===== RECORD EXTRACTS =====

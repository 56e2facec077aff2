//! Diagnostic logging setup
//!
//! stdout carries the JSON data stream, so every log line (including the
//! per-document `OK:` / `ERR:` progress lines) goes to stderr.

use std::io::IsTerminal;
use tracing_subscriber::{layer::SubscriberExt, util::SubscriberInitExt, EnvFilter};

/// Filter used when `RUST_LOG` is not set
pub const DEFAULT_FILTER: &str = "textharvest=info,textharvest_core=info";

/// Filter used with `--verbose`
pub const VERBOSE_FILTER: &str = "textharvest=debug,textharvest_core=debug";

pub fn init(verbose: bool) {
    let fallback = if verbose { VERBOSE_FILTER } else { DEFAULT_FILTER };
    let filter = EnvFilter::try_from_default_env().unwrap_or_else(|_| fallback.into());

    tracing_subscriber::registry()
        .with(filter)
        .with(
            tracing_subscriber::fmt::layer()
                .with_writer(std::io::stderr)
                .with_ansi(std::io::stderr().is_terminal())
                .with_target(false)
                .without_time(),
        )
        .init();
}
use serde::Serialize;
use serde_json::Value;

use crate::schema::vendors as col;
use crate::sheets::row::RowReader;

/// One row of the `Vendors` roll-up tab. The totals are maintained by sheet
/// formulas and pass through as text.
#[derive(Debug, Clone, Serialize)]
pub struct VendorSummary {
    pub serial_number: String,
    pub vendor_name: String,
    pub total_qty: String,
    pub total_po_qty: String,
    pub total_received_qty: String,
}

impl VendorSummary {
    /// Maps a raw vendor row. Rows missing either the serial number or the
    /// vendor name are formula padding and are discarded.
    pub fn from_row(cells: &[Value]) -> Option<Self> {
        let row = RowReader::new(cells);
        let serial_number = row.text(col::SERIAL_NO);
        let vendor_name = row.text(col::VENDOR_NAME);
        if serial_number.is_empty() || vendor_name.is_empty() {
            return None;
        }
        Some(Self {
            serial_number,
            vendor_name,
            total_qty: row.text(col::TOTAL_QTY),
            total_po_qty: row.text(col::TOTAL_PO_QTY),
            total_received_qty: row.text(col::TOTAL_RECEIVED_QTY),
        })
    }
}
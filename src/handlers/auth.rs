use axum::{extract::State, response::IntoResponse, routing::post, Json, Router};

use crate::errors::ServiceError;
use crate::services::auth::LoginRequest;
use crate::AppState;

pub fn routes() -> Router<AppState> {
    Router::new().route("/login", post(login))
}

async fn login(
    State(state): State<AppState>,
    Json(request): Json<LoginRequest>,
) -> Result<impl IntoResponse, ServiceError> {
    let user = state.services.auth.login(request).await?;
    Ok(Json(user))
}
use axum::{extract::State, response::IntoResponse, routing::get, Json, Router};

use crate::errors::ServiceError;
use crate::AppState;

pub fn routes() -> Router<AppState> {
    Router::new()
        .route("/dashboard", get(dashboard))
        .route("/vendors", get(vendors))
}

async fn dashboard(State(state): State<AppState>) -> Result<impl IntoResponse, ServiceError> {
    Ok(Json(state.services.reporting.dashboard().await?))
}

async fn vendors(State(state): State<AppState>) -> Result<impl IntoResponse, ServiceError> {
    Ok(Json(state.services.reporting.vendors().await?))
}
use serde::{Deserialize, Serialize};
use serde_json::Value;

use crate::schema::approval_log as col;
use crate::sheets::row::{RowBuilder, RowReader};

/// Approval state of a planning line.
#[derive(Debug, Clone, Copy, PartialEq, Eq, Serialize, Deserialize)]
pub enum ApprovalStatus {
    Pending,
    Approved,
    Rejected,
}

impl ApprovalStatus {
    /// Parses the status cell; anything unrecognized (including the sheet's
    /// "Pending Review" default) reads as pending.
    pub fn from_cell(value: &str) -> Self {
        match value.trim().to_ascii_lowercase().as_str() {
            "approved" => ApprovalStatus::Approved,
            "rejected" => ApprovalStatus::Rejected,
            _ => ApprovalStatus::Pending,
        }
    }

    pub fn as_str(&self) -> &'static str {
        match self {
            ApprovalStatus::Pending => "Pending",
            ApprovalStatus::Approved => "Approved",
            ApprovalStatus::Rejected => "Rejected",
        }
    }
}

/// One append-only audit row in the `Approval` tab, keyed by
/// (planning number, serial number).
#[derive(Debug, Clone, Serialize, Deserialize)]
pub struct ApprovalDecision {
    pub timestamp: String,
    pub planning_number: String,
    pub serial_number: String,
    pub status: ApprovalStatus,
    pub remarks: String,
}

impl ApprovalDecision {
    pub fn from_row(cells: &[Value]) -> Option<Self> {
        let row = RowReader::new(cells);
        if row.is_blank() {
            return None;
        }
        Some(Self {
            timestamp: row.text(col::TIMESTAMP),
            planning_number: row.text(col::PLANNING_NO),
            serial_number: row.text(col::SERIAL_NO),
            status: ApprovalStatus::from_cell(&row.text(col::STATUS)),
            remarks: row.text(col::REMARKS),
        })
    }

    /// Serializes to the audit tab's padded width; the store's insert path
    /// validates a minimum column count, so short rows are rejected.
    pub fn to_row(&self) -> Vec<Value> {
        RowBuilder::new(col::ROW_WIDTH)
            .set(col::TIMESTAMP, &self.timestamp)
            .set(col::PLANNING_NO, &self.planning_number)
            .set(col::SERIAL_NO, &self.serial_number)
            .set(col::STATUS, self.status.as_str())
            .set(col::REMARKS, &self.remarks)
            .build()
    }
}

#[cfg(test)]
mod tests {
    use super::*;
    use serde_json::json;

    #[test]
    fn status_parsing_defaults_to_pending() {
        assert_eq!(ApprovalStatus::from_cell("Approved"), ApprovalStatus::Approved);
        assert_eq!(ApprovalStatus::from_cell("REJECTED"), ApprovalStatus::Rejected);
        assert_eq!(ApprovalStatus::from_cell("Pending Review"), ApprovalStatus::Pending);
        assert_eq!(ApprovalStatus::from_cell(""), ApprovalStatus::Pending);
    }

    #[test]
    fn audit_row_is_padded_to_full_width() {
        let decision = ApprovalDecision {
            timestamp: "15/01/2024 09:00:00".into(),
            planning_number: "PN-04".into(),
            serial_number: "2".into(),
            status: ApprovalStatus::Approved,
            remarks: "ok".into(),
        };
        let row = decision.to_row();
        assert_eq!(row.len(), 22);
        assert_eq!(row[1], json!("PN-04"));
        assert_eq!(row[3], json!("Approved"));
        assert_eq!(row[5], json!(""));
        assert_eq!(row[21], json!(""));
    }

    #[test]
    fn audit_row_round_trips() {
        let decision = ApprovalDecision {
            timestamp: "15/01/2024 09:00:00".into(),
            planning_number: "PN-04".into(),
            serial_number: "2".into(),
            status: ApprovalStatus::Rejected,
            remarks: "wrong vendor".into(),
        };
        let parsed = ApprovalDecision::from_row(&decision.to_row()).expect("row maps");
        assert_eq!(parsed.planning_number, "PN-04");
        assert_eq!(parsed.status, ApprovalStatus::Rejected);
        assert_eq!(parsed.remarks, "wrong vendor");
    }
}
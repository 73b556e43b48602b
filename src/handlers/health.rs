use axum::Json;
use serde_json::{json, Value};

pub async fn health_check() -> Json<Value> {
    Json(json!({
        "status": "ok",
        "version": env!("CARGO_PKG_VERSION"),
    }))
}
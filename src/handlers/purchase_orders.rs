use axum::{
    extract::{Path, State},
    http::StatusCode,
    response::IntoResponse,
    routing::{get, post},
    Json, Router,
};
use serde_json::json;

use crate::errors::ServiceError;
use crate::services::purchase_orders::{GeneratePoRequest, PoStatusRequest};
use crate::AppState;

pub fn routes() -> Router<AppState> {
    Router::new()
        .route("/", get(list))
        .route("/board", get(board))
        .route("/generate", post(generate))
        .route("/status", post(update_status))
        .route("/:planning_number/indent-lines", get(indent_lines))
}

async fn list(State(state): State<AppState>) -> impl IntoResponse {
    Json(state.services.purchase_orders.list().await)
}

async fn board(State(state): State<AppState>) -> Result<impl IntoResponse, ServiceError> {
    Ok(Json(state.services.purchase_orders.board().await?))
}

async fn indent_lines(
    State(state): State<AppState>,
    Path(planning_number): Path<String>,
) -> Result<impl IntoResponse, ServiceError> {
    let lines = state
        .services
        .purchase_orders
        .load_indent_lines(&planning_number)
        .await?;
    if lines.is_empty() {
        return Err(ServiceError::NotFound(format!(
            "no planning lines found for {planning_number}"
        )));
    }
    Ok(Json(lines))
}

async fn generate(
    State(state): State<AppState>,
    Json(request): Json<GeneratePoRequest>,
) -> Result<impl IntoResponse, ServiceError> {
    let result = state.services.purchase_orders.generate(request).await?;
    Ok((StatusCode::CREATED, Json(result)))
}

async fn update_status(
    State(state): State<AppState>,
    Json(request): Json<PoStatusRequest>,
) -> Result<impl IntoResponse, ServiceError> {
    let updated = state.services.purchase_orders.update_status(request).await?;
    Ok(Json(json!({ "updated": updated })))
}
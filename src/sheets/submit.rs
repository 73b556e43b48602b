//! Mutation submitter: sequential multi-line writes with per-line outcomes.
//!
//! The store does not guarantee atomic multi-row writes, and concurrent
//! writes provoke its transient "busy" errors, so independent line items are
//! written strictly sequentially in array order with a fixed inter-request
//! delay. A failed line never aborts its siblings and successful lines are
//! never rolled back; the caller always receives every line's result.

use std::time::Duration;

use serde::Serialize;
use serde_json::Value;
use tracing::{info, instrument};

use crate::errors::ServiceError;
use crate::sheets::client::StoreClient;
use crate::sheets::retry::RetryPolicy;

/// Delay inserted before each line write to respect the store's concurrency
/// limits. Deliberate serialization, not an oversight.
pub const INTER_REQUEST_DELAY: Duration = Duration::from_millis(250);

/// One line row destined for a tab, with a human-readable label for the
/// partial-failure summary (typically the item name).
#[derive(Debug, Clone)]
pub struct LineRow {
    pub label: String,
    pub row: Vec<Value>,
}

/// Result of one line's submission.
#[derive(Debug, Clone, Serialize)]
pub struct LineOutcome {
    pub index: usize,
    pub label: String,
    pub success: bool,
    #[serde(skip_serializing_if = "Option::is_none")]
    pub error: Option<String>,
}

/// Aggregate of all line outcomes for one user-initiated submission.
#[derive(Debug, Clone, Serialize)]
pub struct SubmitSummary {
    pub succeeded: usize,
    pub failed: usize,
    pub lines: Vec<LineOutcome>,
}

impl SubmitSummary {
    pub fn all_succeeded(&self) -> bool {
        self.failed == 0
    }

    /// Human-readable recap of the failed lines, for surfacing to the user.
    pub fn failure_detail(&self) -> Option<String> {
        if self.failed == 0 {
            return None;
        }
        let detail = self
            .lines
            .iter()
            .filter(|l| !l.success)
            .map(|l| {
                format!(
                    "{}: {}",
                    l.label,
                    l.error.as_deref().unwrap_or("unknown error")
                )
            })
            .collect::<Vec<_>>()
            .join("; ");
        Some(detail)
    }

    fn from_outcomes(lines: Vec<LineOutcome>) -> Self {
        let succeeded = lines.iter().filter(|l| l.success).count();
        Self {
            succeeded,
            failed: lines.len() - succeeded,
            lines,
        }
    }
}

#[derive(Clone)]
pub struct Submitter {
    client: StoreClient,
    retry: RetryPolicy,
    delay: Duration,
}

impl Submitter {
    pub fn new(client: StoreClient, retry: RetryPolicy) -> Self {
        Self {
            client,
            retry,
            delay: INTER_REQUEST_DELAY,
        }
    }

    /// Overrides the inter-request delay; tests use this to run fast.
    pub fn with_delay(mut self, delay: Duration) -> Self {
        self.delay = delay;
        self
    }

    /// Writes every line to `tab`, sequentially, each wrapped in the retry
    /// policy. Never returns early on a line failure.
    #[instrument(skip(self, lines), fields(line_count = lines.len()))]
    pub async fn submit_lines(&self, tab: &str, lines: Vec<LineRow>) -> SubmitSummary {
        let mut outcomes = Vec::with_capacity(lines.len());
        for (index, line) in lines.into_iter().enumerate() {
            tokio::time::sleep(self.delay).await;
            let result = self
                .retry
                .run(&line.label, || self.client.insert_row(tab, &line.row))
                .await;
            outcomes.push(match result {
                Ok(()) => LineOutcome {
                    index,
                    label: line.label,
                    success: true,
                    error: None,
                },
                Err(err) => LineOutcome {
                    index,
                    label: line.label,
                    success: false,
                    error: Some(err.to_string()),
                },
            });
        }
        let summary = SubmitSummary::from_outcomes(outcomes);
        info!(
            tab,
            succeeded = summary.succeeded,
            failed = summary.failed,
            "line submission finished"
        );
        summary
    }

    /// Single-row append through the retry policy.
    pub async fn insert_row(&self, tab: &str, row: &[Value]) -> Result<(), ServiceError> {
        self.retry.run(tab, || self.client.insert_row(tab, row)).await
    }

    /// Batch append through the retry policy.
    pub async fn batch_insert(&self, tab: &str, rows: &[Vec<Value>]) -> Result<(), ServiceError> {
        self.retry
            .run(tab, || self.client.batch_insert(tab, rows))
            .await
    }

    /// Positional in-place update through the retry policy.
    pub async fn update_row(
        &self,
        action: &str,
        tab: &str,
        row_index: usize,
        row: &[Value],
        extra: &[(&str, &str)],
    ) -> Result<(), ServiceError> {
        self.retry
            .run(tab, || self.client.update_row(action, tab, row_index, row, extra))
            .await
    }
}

=====

TO DO >>
Look through the data above. Each line containing the word "user" needs to be copied.

YOUR RESPONSE >>
    let user = state.services.auth.login(request).await?;
    Ok(Json(user))
/// Aggregate of all line outcomes for one user-initiated submission.
    /// Human-readable recap of the failed lines, for surfacing to the user.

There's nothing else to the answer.